Reactions: Agree Agree:
2 | Like List reactions


----------



## Dimlee (Jan 9, 2019)

michael rauls said:


> Things were alot simpler even just 30 years ago when I was a young man. Or 40 when I was a child. Man do I miss those times.



The grass was much greener. I swear.


----------



## mikewint (Jan 9, 2019)

Dimlee said:


> The grass was much greener. I swear.


I often wonder about that. My parents lived through WWII in which two uncles were killed at 18 and 19YO. Could not have been a fun time. In the 50s Dad was trying to make a living and playing in a band every weekend. Mom had an office Job and we lived with my Gparents. Gma had spinal cancer was in terrible pain living on morphine. I was 5 when she died. Not much fun yet. When I was 6 Mom and Dad finally managed to get a massive $10,500 loan to buy a house. It was out in BooFoo and the house had only electricity and water. Heat and cooking were via a cast iron fuel oil stove in the kitchen. Wonder if they were having fun? Me, I was happy a a pig in shit...woods, forest, streams, ponds, horses...which at 6YO was to young to have to do much work. Vacations were at a "resort" owned by a friend of Dads. A clap-board shack, bare single bulb lights hanging from the ceiling, no air, no heat, no toilet, and a two burner propane stand to cook on. Mom had Gma to help but Dad had to work. We took a greyhound to get to the nearest town and had to walk 10mi unless a kind soul gave us a ride (one car, Mom didn't drive). Wonder how much fun they were having...Me...I had everything, a row boat with a 2hp outboard, a fishing pole and all the worms I could dig.
I often wonder now how simple Mom and Dad thought life was...back then?

Reactions: Winner Winner:
1 | Like List reactions


----------



## michael rauls (Jan 9, 2019)

mikewint said:


> I often wonder about that. My parents lived through WWII in which two uncles were killed at 18 and 19YO. Could not have been a fun time. In the 50s Dad was trying to make a living and playing in a band every weekend. Mom had an office Job and we lived with my Gparents. Gma had spinal cancer was in terrible pain living on morphine. I was 5 when she died. Not much fun yet. When I was 6 Mom and Dad finally managed to get a massive $10,500 loan to buy a house. It was out in BooFoo and the house had only electricity and water. Heat and cooking were via a cast iron fuel oil stove in the kitchen. Wonder if they were having fun? Me, I was happy a a pig in shit...woods, forest, streams, ponds, horses...which at 6YO was to young to have to do much work. Vacations were at a "resort" owned by a friend of Dads. A clap-board shack, bare single bulb lights hanging from the ceiling, no air, no heat, no toilet, and a two burner propane stand to cook on. Mom had Gma to help but Dad had to work. We took a greyhound to get to the nearest town and had to walk 10mi unless a kind soul gave us a ride (one car, Mom didn't drive). Wonder how much fun they were having...Me...I had everything, a row boat with a 2hp outboard, a fishing pole and all the worms I could dig.
> I often wonder now how simple Mom and Dad thought life was...back then?

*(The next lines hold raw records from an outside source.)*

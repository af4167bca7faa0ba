//! Image resolution for catalog assets
//!
//! Screenshots of an asset live in `<root>/screenshots/<dir>/`, where `<dir>`
//! is the second `.`-separated segment of the asset's `full_id`.

use crate::{Error, Result};
use serde::{Deserialize, Serialize};
use std::collections::HashMap;
use std::fs;
use std::path::{Path, PathBuf};

/// Source of the image files belonging to an asset
pub trait ImageSource: Send + Sync {
    /// Image paths for an asset, sorted
    ///
    /// Fails with [`Error::MalformedId`] when the id has no directory segment
    /// and [`Error::ImageDirNotFound`] when the asset has no image directory.
    fn images_for(&self, full_id: &str) -> Result<Vec<PathBuf>>;
}

/// Directory name of an asset: the segment after the namespace in `<namespace>.<hex-id>`
pub fn id_dir_name(full_id: &str) -> Result<&str> {
    full_id
        .split('.')
        .nth(1)
        .filter(|segment| !segment.is_empty())
        .ok_or_else(|| Error::MalformedId(full_id.to_string()))
}

#[derive(Debug, Clone, PartialEq, Eq, Serialize, Deserialize)]
pub struct ResolverConfig {
    pub root: PathBuf,
    #[serde(default = "default_screenshots_dir")]
    pub screenshots_dir: String,
    #[serde(default = "default_extension")]
    pub extension: String,
}

fn default_screenshots_dir() -> String {
    "screenshots".to_string()
}

fn default_extension() -> String {
    "png".to_string()
}

impl ResolverConfig {
    pub fn new<P: AsRef<Path>>(root: P) -> Self {
        Self {
            root: root.as_ref().to_path_buf(),
            screenshots_dir: default_screenshots_dir(),
            extension: default_extension(),
        }
    }

    #[must_use]
    pub fn with_extension(mut self, extension: &str) -> Self {
        self.extension = extension.trim_start_matches('.').to_string();
        self
    }
}

/// Lists images straight from the catalog's screenshot tree
#[derive(Debug, Clone)]
pub struct ImageResolver {
    config: ResolverConfig,
    suffix: String,
}

impl ImageResolver {
    pub fn new(config: ResolverConfig) -> Self {
        let suffix = format!(".{}", config.extension.trim_start_matches('.'));
        Self { config, suffix }
    }

    pub fn config(&self) -> &ResolverConfig {
        &self.config
    }

    /// Directory holding the images of an asset
    pub fn dir_for(&self, full_id: &str) -> Result<PathBuf> {
        let dir_name = id_dir_name(full_id)?;
        Ok(self
            .config
            .root
            .join(&self.config.screenshots_dir)
            .join(dir_name))
    }
}

impl ImageSource for ImageResolver {
    fn images_for(&self, full_id: &str) -> Result<Vec<PathBuf>> {
        let dir = self.dir_for(full_id)?;
        if !dir.is_dir() {
            return Err(Error::ImageDirNotFound(dir));
        }

        let mut paths = Vec::new();
        for entry in fs::read_dir(&dir)? {
            let entry = entry?;
            // follows symlinks; broken links are skipped
            if !entry.path().is_file() {
                continue;
            }
            let name = entry.file_name();
            if name.to_string_lossy().ends_with(&self.suffix) {
                paths.push(entry.path());
            }
        }
        paths.sort();
        Ok(paths)
    }
}

/// In-memory image source keyed by directory name
#[derive(Debug, Clone, Default)]
pub struct MemoryImages {
    dirs: HashMap<String, Vec<PathBuf>>,
}

impl MemoryImages {
    pub fn new() -> Self {
        Self::default()
    }

    /// Register the images of an asset
    pub fn insert<I, P>(&mut self, full_id: &str, paths: I) -> Result<()>
    where
        I: IntoIterator<Item = P>,
        P: Into<PathBuf>,
    {
        let dir = id_dir_name(full_id)?.to_string();
        let entry = self.dirs.entry(dir).or_default();
        entry.extend(paths.into_iter().map(Into::into));
        entry.sort();
        Ok(())
    }
}

impl ImageSource for MemoryImages {
    fn images_for(&self, full_id: &str) -> Result<Vec<PathBuf>> {
        let dir = id_dir_name(full_id)?;
        self.dirs
            .get(dir)
            .cloned()
            .ok_or_else(|| Error::ImageDirNotFound(PathBuf::from(dir)))
    }
}

#[cfg(test)]
mod tests {
    use super::*;

    const MIRROR: &str = "4b3e576378e5571aa9a81fd803d87d3e";

    fn screenshot_tree() -> tempfile::TempDir {
        let root = tempfile::tempdir().unwrap();
        let dir = root.path().join("screenshots").join(MIRROR);
        fs::create_dir_all(dir.join("nested")).unwrap();
        for i in 0..14 {
            fs::write(dir.join(format!("{}-{}.png", MIRROR, i)), b"png").unwrap();
        }
        fs::write(dir.join(format!("{}.gif", MIRROR)), b"gif").unwrap();
        fs::write(dir.join("nested").join("deep.png"), b"png").unwrap();
        root
    }

    #[test]
    fn test_id_dir_name() {
        assert_eq!(id_dir_name("wss.abc123").unwrap(), "abc123");
        assert_eq!(id_dir_name("wss.abc.extra").unwrap(), "abc");
        assert!(matches!(id_dir_name("no-dot-here"), Err(Error::MalformedId(_))));
        assert!(matches!(id_dir_name("wss."), Err(Error::MalformedId(_))));
    }

    #[test]
    fn test_lists_matching_files_only() {
        let root = screenshot_tree();
        let resolver = ImageResolver::new(ResolverConfig::new(root.path()));
        let paths = resolver.images_for(&format!("wss.{}", MIRROR)).unwrap();

        assert_eq!(paths.len(), 14);
        assert!(paths.iter().all(|p| p.extension().unwrap() == "png"));
        assert!(paths.iter().all(|p| !p.ends_with("deep.png")));
    }

    #[cfg(unix)]
    #[test]
    fn test_symlinked_image_is_listed() {
        let root = screenshot_tree();
        let dir = root.path().join("screenshots").join(MIRROR);
        let target = root.path().join("elsewhere.png");
        fs::write(&target, b"png").unwrap();
        std::os::unix::fs::symlink(&target, dir.join("linked.png")).unwrap();
        std::os::unix::fs::symlink(root.path().join("gone.png"), dir.join("broken.png")).unwrap();

        let resolver = ImageResolver::new(ResolverConfig::new(root.path()));
        let paths = resolver.images_for(&format!("wss.{}", MIRROR)).unwrap();
        assert_eq!(paths.len(), 15);
        assert!(paths.contains(&dir.join("linked.png")));
        assert!(!paths.contains(&dir.join("broken.png")));
    }

    #[test]
    fn test_configured_extension() {
        let root = screenshot_tree();
        let config = ResolverConfig::new(root.path()).with_extension(".gif");
        let resolver = ImageResolver::new(config);
        let paths = resolver.images_for(&format!("wss.{}", MIRROR)).unwrap();
        assert_eq!(paths.len(), 1);
    }

    #[test]
    fn test_missing_directory() {
        let root = screenshot_tree();
        let resolver = ImageResolver::new(ResolverConfig::new(root.path()));
        let err = resolver.images_for("wss.ffff").unwrap_err();
        assert!(matches!(err, Error::ImageDirNotFound(_)));
        assert!(err.is_recoverable());
    }

    #[test]
    fn test_malformed_id_is_not_empty_set() {
        let root = screenshot_tree();
        let resolver = ImageResolver::new(ResolverConfig::new(root.path()));
        assert!(matches!(
            resolver.images_for("no-dot-here"),
            Err(Error::MalformedId(id)) if id == "no-dot-here"
        ));
    }

    #[test]
    fn test_memory_images() {
        let mut images = MemoryImages::new();
        images.insert("wss.abc", ["b.png", "a.png"]).unwrap();
        assert_eq!(
            images.images_for("wss.abc").unwrap(),
            vec![PathBuf::from("a.png"), PathBuf::from("b.png")]
        );
        assert!(matches!(images.images_for("wss.zzz"), Err(Error::ImageDirNotFound(_))));
        assert!(images.insert("bad", ["x.png"]).is_err());
    }
}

That does sound like a tough go of it. Wish they could have had an experience more like mine. Times were pretty good in the 70s and 80s for me........except for the first wife......... but that had nothing to do with the times. Just poor first wife selection on my part.

Reactions: Funny Funny:
1 | Like List reactions


----------



## at6 (Jan 9, 2019)

Lord that brings back early childhood memories! The Quarters are wrong being 1965 dates. I didn't experience indoor plumbing until I was 7 years old. In rural North Carolina we had an outhouse and if you wanted water, you had to prime a hand pump on the front and only porch. Hot watrer was a luxury since it had to be heated in a pan on the stove and a bath was in the wash tub. Kids today think they have it rough if they have to go without all of the technology. H*ll we had to go down the road just to make a phone call since we didn't have one of those. As much as I love my internet and computer, unlike these little pansies of today, I would still be able to survive without it. Bored, yes but still able to find my own entertainment.

Reactions: Agree Agree:
1 | Winner Winner:
1 | Like List reactions


----------



## mikewint (Jan 10, 2019)

michael rauls said:


> Just poor first wife selection on my part


In the words of my sainted grandmother: Wenn der Putz steht, der Geist fliegt

We suffered illnesses that children do not suffer today. The only inoculation from a doctor was for Smallpox and I still have the scar on my shoulder. As a young child I had Chicken Pox, Mumps, and Measles mostly because Mom took me to visit any child who came down with these before me. She knew that these diseases were much less severe if you had them as a child than as an adult and afterward you’d be immune.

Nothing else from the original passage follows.